▶ _WHAT NEEDS TO BE DONE_: When a line in the data below includes "DeserializeOwned", pick it out and copy it.

(Collected data entries)

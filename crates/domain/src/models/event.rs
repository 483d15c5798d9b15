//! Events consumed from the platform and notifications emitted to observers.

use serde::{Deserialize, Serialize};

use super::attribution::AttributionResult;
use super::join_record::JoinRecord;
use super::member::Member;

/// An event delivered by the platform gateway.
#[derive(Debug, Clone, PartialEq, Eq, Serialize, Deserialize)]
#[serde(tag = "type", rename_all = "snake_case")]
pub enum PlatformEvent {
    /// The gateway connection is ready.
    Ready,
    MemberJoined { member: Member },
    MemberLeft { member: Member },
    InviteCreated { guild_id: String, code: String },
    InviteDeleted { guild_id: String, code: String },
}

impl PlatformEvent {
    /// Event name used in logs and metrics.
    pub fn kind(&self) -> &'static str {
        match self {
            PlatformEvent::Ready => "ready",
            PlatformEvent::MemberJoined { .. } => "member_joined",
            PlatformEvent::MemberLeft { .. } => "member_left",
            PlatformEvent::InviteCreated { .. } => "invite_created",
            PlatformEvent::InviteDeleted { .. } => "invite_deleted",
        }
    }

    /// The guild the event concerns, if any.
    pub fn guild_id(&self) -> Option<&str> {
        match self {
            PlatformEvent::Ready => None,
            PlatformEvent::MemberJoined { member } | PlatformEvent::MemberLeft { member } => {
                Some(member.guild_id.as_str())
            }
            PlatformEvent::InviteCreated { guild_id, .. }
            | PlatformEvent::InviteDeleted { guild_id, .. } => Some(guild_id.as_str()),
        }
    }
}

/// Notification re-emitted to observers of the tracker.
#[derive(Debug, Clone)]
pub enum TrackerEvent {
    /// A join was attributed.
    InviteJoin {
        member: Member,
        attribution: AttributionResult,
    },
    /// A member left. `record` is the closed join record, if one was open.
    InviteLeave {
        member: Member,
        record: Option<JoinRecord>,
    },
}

--

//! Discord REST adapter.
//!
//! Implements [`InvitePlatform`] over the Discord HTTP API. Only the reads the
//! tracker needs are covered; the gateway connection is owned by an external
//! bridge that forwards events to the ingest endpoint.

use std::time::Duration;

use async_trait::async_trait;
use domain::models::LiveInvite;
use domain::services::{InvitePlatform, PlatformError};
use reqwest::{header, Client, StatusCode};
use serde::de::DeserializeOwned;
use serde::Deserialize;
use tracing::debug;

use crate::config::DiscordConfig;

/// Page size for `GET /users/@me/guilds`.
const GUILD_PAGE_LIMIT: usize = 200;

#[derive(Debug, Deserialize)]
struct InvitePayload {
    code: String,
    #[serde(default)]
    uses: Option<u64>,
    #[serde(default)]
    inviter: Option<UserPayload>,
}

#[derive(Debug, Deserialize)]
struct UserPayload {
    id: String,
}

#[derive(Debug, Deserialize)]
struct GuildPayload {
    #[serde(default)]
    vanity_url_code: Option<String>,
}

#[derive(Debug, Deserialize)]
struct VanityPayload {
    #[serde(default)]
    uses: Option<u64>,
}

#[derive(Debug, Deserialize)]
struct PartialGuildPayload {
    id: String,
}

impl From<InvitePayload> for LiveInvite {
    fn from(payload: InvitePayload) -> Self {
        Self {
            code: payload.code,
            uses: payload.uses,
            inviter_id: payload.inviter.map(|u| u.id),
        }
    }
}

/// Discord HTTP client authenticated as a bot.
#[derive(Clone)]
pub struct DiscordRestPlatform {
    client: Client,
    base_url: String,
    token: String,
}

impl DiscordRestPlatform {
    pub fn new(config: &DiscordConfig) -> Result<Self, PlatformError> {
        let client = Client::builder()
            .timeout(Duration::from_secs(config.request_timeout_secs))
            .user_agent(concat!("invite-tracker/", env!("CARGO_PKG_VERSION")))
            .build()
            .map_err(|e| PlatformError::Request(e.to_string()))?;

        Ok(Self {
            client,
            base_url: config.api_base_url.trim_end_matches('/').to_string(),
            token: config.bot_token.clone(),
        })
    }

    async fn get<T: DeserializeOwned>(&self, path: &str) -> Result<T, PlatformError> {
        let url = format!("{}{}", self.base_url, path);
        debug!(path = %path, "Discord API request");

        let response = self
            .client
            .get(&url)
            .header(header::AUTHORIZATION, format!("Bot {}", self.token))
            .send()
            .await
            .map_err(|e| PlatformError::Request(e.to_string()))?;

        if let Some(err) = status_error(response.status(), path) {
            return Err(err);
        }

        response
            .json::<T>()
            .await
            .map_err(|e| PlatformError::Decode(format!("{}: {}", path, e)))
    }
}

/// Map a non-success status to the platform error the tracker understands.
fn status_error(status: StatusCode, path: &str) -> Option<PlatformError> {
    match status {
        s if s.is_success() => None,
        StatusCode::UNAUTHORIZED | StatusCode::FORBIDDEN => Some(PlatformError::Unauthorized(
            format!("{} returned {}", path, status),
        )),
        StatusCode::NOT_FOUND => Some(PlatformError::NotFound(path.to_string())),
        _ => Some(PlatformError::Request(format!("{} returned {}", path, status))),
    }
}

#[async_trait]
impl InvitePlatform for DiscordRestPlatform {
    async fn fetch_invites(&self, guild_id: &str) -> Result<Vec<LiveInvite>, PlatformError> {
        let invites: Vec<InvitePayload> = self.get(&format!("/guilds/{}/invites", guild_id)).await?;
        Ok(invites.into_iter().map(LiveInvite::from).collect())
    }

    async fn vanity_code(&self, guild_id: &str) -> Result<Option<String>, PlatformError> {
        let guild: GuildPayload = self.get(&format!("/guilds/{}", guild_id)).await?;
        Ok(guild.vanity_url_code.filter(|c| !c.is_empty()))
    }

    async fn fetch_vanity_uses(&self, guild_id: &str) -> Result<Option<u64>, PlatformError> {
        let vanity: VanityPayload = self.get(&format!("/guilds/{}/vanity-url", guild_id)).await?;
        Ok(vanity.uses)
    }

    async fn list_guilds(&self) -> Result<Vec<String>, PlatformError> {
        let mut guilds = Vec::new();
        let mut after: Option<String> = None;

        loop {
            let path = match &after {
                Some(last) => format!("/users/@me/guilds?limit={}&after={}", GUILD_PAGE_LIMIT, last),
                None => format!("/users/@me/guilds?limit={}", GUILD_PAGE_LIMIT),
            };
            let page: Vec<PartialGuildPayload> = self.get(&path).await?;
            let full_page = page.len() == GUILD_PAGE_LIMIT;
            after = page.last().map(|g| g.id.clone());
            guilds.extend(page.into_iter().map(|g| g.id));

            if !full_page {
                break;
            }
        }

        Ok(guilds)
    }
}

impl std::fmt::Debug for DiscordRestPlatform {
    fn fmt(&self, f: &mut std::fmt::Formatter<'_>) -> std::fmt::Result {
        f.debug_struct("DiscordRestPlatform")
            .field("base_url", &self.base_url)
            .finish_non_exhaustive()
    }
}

▶ _RESPONSE TO THIS EXERCISE_:
use serde::de::DeserializeOwned;
    async fn get<T: DeserializeOwned>(&self, path: &str) -> Result<T, PlatformError> {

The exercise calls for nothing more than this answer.